Another major trial of this year has been with my father. He has been battling a disease called myelofibrosis. This past week, he took a turn for the worse and most of his family and my siblings and I traveled to Houston to be with him. I will be honest- those 6 days were terrible. He was in a very critical state and I longed to just take him out of that hospital and head to the lake! (We love the lake!) I can now proudly say that he is doing MUCH BETTER! He has been moved out of the ICU, his kidneys are starting to shape back up, and he is able to talk and take a few steps. I really think that God took my father into his hands and pulled him out of that ICU room. I don't know what lies in the future for my father. I just pray that he will be healthy enough to meet this grand baby! It will be his first! He is a very strong man and I know will continue to fight this disease.

And once again, as most of you know, I have been put on bed rest this week! Soon after coming home from my Houston trip, I began experiencing some complications with my pregnancy. We spent Friday night in the ER and several other days in with my OBGYN. Everything continues to progress smoothly and the baby is fine! I have tried my best to be a good patient and rest but it has been a challenge. I keep telling people that being forced into your bed is pretty exhausting. I am trying to not become to worried with the stress of missing work and not making money. I know that bed rest is best for my health and my baby. Hopefully, I can resume my work schedule on Monday.

Well, that is my life update!! It has been a very challenging 2009 but I know it can only get better! Thank you for all the prayers on behalf of Thomas, my father, my health, and our baby. I hope to have better news to post in the near future!!

5 comments:

Becky said...

I love you to pieces, Julie.
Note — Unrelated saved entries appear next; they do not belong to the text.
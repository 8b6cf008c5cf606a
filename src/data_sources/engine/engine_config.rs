use crate::utils::constants::{
    DEFAULT_CONNECT_TIMEOUT, DEFAULT_ENGINE_URL, DEFAULT_SETTLE_DELAY, DEFAULT_STATUS_TIMEOUT,
};
use std::time::Duration;

#[derive(Debug, Clone)]
pub struct EngineConfig {
    pub url: String,
    /// Shared secret sent as `password` in every frame.
    pub credential: String,
    /// Accept self-signed or mismatched certificates on `wss://` urls.
    pub accept_invalid_certs: bool,
    /// From opening the connection until the first status frame.
    pub connect_timeout: Duration,
    /// From the `ok` acknowledgement until processing/completed.
    pub status_timeout: Duration,
    /// Pause after `ok` before the result probe is sent.
    pub settle_delay: Duration,
    /// Treat non-JSON frames as protocol errors instead of implicit success.
    pub strict_frames: bool,
}

impl EngineConfig {
    pub fn new(url: &str, credential: &str) -> Self {
        Self {
            url: url.to_string(),
            credential: credential.to_string(),
            ..Default::default()
        }
    }
}

impl Default for EngineConfig {
    fn default() -> Self {
        Self {
            url: DEFAULT_ENGINE_URL.to_string(),
            credential: String::new(),
            accept_invalid_certs: false,
            connect_timeout: DEFAULT_CONNECT_TIMEOUT,
            status_timeout: DEFAULT_STATUS_TIMEOUT,
            settle_delay: DEFAULT_SETTLE_DELAY,
            strict_frames: false,
        }
    }
}
use serde::{Deserialize, Serialize};

/// One closed trade from an engine ledger. Numeric fields that fail to parse
/// are carried as NaN (or `None` for the sequence id) instead of rejecting
/// the line.
#[derive(Debug, Clone, PartialEq, Serialize, Deserialize)]
#[serde(rename_all = "camelCase")]
pub struct Trade {
    #[serde(rename = "id")]
    pub sequence_id: Option<i64>,
    pub symbol: String,
    pub entry_time: String,
    pub entry_price: f64,
    #[serde(rename = "stoplossPrice")]
    pub stop_loss_price: f64,
    pub exit_price: f64,
    pub exit_time: String,
    pub pnl_amount: f64,
    #[serde(rename = "pnlPercentage")]
    pub pnl_percent: f64,
    pub quantity: f64,
}
use crate::models::backtest_job::BacktestJob;
use chrono::NaiveDate;
use serde::Serialize;

/// Frame that asks the engine to run a backtest. `py` carries the source text
/// whatever the language is.
#[derive(Debug, Clone, PartialEq, Serialize)]
pub struct SubmitMessage {
    pub action: &'static str,
    pub id: String,
    pub from: NaiveDate,
    pub to: NaiveDate,
    pub language: String,
    pub py: String,
    #[serde(rename = "type")]
    pub timeframe: String,
    pub user: String,
    pub password: String,
}

/// Frame that asks the engine about a job it already knows.
#[derive(Debug, Clone, PartialEq, Serialize)]
pub struct ResultProbeMessage {
    pub id: String,
    pub action: &'static str,
    pub user: String,
    pub password: String,
}

#[derive(Debug, Clone, PartialEq, Serialize)]
#[serde(untagged)]
pub enum OutgoingMessage {
    Submit(SubmitMessage),
    ResultProbe(ResultProbeMessage),
}

impl OutgoingMessage {
    pub fn submit(job: &BacktestJob, credential: &str) -> Self {
        OutgoingMessage::Submit(SubmitMessage {
            action: "test",
            id: job.strategy_id.clone(),
            from: job.date_range.from,
            to: job.date_range.to,
            language: job.language.clone(),
            py: job.source_code.clone(),
            timeframe: job.timeframe.to_string(),
            user: job.user_id.clone(),
            password: credential.to_string(),
        })
    }

    pub fn result_probe(strategy_id: &str, user_id: &str, credential: &str) -> Self {
        OutgoingMessage::ResultProbe(ResultProbeMessage {
            id: strategy_id.to_string(),
            action: "result",
            user: user_id.to_string(),
            password: credential.to_string(),
        })
    }

    pub fn to_json(&self) -> serde_json::Result<String> {
        serde_json::to_string(self)
    }
}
I am praying for your strength and your sweet baby! It's going to be so much fun for them to grow up together! How crazy our get-togethers are going to be!! I love you so much and wish I could hang out with you while you are on bedrest. I love you!!
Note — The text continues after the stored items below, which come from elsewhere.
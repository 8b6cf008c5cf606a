use parking_lot::Mutex;
use std::{collections::HashSet, sync::Arc};
use uuid::Uuid;

/// Strategy ids with a submission attempt in progress.
#[derive(Debug, Clone, Default)]
pub struct InFlightRegistry {
    ids: Arc<Mutex<HashSet<Uuid>>>,
}

impl InFlightRegistry {
    pub fn new() -> Self {
        Self::default()
    }

    /// `None` if an attempt for `id` is already running.
    pub fn try_acquire(&self, id: Uuid) -> Option<InFlightGuard> {
        if !self.ids.lock().insert(id) {
            return None;
        }

        Some(InFlightGuard {
            id,
            ids: self.ids.clone(),
        })
    }

    pub fn is_running(&self, id: Uuid) -> bool {
        self.ids.lock().contains(&id)
    }
}

/// Releases the id when dropped.
#[derive(Debug)]
pub struct InFlightGuard {
    id: Uuid,
    ids: Arc<Mutex<HashSet<Uuid>>>,
}

impl Drop for InFlightGuard {
    fn drop(&mut self) {
        self.ids.lock().remove(&self.id);
    }
}
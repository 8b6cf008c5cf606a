use crate::models::strategy::{NewStrategy, Strategy};
use actix::Message;
use anyhow::Result;

#[derive(Debug, Clone)]
pub struct CreateStrategyPayload {
    pub strategy: NewStrategy,
}

impl Message for CreateStrategyPayload {
    type Result = Result<Strategy>;
}
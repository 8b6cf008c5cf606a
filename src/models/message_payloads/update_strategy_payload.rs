use crate::models::strategy::{Strategy, StrategyUpdate};
use actix::Message;
use anyhow::Result;
use uuid::Uuid;

#[derive(Debug, Clone)]
pub struct UpdateStrategyPayload {
    pub id: Uuid,
    pub update: StrategyUpdate,
}

impl Message for UpdateStrategyPayload {
    type Result = Result<Strategy>;
}
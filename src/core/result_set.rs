//! Tabular view of a query result, ready for rendering

use serde_json::Value;

use crate::core::engine::{EngineError, QueryOutput, Row};

#[derive(Debug, Clone, Default, PartialEq, Eq)]
pub struct ResultSet {
    pub headers: Vec<String>,
    pub rows: Vec<Vec<String>>,
}

impl ResultSet {
    /// Convert engine rows into positional cells.
    ///
    /// Headers come from the first row; every later row must carry the same
    /// columns in the same order. With no rows, the reported schema (if any)
    /// supplies the headers.
    pub fn from_output(output: QueryOutput) -> Result<Self, EngineError> {
        let Some(first) = output.rows.first() else {
            return Ok(Self {
                headers: output.columns.unwrap_or_default(),
                rows: Vec::new(),
            });
        };

        let headers: Vec<String> = first.keys().cloned().collect();
        let rows = output
            .rows
            .iter()
            .enumerate()
            .map(|(position, row)| to_cells(position, row, &headers))
            .collect::<Result<Vec<_>, _>>()?;

        Ok(Self { headers, rows })
    }

    pub fn is_empty(&self) -> bool {
        self.rows.is_empty()
    }
}

fn to_cells(position: usize, row: &Row, headers: &[String]) -> Result<Vec<String>, EngineError> {
    if row.len() != headers.len() {
        return Err(EngineError::MalformedResult(format!(
            "row {position} has {} columns, expected {}",
            row.len(),
            headers.len()
        )));
    }

    row.iter()
        .zip(headers)
        .map(|((name, value), header)| {
            if name == header {
                Ok(format_cell(value))
            } else {
                Err(EngineError::MalformedResult(format!(
                    "row {position} has column '{name}' where '{header}' was expected"
                )))
            }
        })
        .collect()
}

/// Display text for one cell; NULL renders as an empty cell
pub fn format_cell(value: &Value) -> String {
    match value {
        Value::Null => String::new(),
        Value::String(s) => s.clone(),
        Value::Bool(b) => b.to_string(),
        Value::Number(n) => n.to_string(),
        Value::Array(_) | Value::Object(_) => value.to_string(),
    }
}
//! HTTP handlers for the dashboard pages

use axum::{
    extract::{Path, State},
    http::Uri,
    response::Html,
};

use crate::{
    AppState,
    core::{catalog::QueryDescriptor, engine::EngineError, result_set::ResultSet},
    web::{
        errors::ApiError,
        pages::{ListingPage, ResultPage, render},
    },
};

#[axum_macros::debug_handler]
pub async fn list_catalog_handler(
    State(app_state): State<AppState>,
) -> Result<Html<String>, ApiError> {
    render(&ListingPage::new(&app_state.catalog))
}

#[axum_macros::debug_handler]
pub async fn run_query_handler(
    State(app_state): State<AppState>,
    Path(key): Path<String>,
) -> Result<Html<String>, ApiError> {
    let query = app_state.catalog.get(&key).inspect_err(|_| {
        tracing::warn!("Unknown query key requested: {key}");
    })?;

    let result = execute_query(&app_state, query).await.inspect_err(|e| {
        tracing::error!(key = %key, "Error executing query: {e}");
    })?;

    tracing::debug!(key = %key, rows = result.rows.len(), "Query completed");
    render(&ResultPage::new(query, result))
}

pub async fn not_found_handler(uri: Uri) -> ApiError {
    ApiError::NotFound(uri.path().to_string())
}

/// Run the descriptor's SQL unmodified, bounded by the configured timeout
async fn execute_query(
    app_state: &AppState,
    query: &QueryDescriptor,
) -> Result<ResultSet, EngineError> {
    let output = tokio::time::timeout(app_state.query_timeout, app_state.engine.execute(&query.sql))
        .await
        .map_err(|_| EngineError::Timeout(app_state.query_timeout))??;

    ResultSet::from_output(output)
}

#[cfg(test)]
mod tests {
    use super::*;
    use crate::core::catalog::Catalog;
    use crate::core::engine::{QueryEngine, QueryOutput, Row};
    use crate::router;
    use async_trait::async_trait;
    use axum::{
        body::{Body, to_bytes},
        http::{Request, StatusCode},
    };
    use serde_json::{Value, json};
    use std::sync::{Arc, Mutex};
    use std::time::Duration;
    use tower::ServiceExt;

    #[derive(Default)]
    struct RecordingEngine {
        rows: Vec<Row>,
        seen: Mutex<Vec<String>>,
    }

    #[async_trait]
    impl QueryEngine for RecordingEngine {
        async fn execute(&self, sql: &str) -> Result<QueryOutput, EngineError> {
            self.seen.lock().unwrap().push(sql.to_string());
            Ok(QueryOutput::from_rows(self.rows.clone()))
        }
    }

    struct FailingEngine;

    #[async_trait]
    impl QueryEngine for FailingEngine {
        async fn execute(&self, _sql: &str) -> Result<QueryOutput, EngineError> {
            Err(EngineError::Upstream(
                "401 Unauthorized: token for svc-account@secret-project".to_string(),
            ))
        }
    }

    struct SlowEngine;

    #[async_trait]
    impl QueryEngine for SlowEngine {
        async fn execute(&self, _sql: &str) -> Result<QueryOutput, EngineError> {
            tokio::time::sleep(Duration::from_secs(60)).await;
            Ok(QueryOutput::default())
        }
    }

    fn rows(value: Value) -> Vec<Row> {
        match value {
            Value::Array(items) => items
                .into_iter()
                .map(|item| match item {
                    Value::Object(map) => map,
                    _ => panic!("Expected object"),
                })
                .collect(),
            _ => panic!("Expected array"),
        }
    }

    fn state(engine: Arc<dyn QueryEngine>) -> AppState {
        AppState {
            catalog: Arc::new(Catalog::builtin()),
            engine,
            query_timeout: Duration::from_millis(200),
        }
    }

    async fn get(app_state: AppState, uri: &str) -> (StatusCode, String) {
        let response = router(app_state)
            .oneshot(Request::builder().uri(uri).body(Body::empty()).unwrap())
            .await
            .unwrap();

        let status = response.status();
        let body = to_bytes(response.into_body(), usize::MAX).await.unwrap();
        (status, String::from_utf8(body.to_vec()).unwrap())
    }

    #[tokio::test]
    async fn test_listing_page() {
        let (status, body) = get(state(Arc::new(RecordingEngine::default())), "/").await;

        assert_eq!(status, StatusCode::OK);
        assert!(body.contains("Order Status Distribution"));
        assert!(body.contains("href=\"/query/top_categories\""));
    }

    #[tokio::test]
    async fn test_order_status_scenario() {
        let engine = Arc::new(RecordingEngine {
            rows: rows(json!([
                {"status": "Complete", "order_count": 120},
                {"status": "Cancelled", "order_count": 5}
            ])),
            ..Default::default()
        });

        let (status, body) = get(state(engine.clone()), "/query/order_status").await;

        assert_eq!(status, StatusCode::OK);
        assert!(body.contains("Order Status Distribution"));
        assert!(body.contains("<th>status</th><th>order_count</th>"));

        let complete = body.find("<td>Complete</td><td>120</td>").unwrap();
        let cancelled = body.find("<td>Cancelled</td><td>5</td>").unwrap();
        assert!(complete < cancelled);
        assert!(body.contains("href=\"/\""));
    }

    #[tokio::test]
    async fn test_sql_is_forwarded_verbatim() {
        let catalog = Catalog::builtin();

        for query in catalog.list() {
            let engine = Arc::new(RecordingEngine::default());
            let (status, _) = get(state(engine.clone()), &query.href()).await;

            assert_eq!(status, StatusCode::OK);
            assert_eq!(*engine.seen.lock().unwrap(), vec![query.sql.clone()]);
        }
    }

    #[tokio::test]
    async fn test_unknown_key_never_reaches_engine() {
        let engine = Arc::new(RecordingEngine::default());
        let (status, body) = get(state(engine.clone()), "/query/nonexistent").await;

        assert_eq!(status, StatusCode::NOT_FOUND);
        assert!(body.contains("Not found"));
        assert!(body.starts_with("<!DOCTYPE html>"));
        assert!(engine.seen.lock().unwrap().is_empty());
    }

    #[tokio::test]
    async fn test_empty_result_renders_table_without_header() {
        let engine = Arc::new(RecordingEngine::default());
        let (status, body) = get(state(engine), "/query/top_categories").await;

        assert_eq!(status, StatusCode::OK);
        assert!(body.contains("<table>"));
        assert!(!body.contains("<th>"));
        assert!(!body.contains("<td>"));
    }

    #[tokio::test]
    async fn test_upstream_failure_is_bad_gateway_without_details() {
        let (status, body) = get(state(Arc::new(FailingEngine)), "/query/order_status").await;

        assert_eq!(status, StatusCode::BAD_GATEWAY);
        assert!(body.contains("Something went wrong"));
        assert!(!body.contains("secret-project"));
        assert!(!body.contains("Unauthorized"));
    }

    #[tokio::test]
    async fn test_malformed_result_is_bad_gateway() {
        let engine = Arc::new(RecordingEngine {
            rows: rows(json!([{"a": 1, "b": 2}, {"a": 3}])),
            ..Default::default()
        });

        let (status, _) = get(state(engine), "/query/order_status").await;
        assert_eq!(status, StatusCode::BAD_GATEWAY);
    }

    #[tokio::test]
    async fn test_slow_engine_times_out() {
        let (status, body) = get(state(Arc::new(SlowEngine)), "/query/order_status").await;

        assert_eq!(status, StatusCode::GATEWAY_TIMEOUT);
        assert!(body.contains("took too long"));
    }

    #[tokio::test]
    async fn test_unknown_route_renders_not_found_page() {
        let (status, body) = get(state(Arc::new(FailingEngine)), "/no/such/page").await;

        assert_eq!(status, StatusCode::NOT_FOUND);
        assert!(body.contains("Back to Dashboard"));
    }
}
Jordan and Christina said...

Well julie.... if i were there to be on bedrest with you we would watch all the terrible shows that we love (I started to list them and thought better of it) and do sudokus and eat yummy sweets and play lots of games. But, since i am here in okc studying about the kidney you will have to do all those great things without me :( Seriously, I hope you relax and enjoy the thought of that cute little thing that will be here before you know it! Sometimes life is just hard and we cant make sense of it but trust that you are promised to be taken care of! I think and pray for you everyday! Miss ya tons!!!!

Lindsey said...

Look! Your baby has fingers and toes!! I know you have had a hard couple of weeks, but I also know that you can handle it. I still pray for you and your dad, and I know there are many people who love you that are praying. I'm glad everything is looking better! I can't wait to meet your baby! It's hard getting there, but it is so worth it. Just keep thinking about those little fingers and toes and all the other wonderful things coming your way!

Lindy Lee O'Neal said...

I sooo wish I could be there for you while you're on bed rest. I wish I could've been there for you in Houston. but I can promise you one thing- Josh and I pray every day for everything, all the praises and pleas we can think of. Thinking about you, and missing you like crazy.

Sarah said...

Julie,
I'm sorry for all of the hardships that have come your way recently! I pray for strength and courage and peace for you. I pray you feel God's presence very near to you. I hope you are doing and feeling a little better now!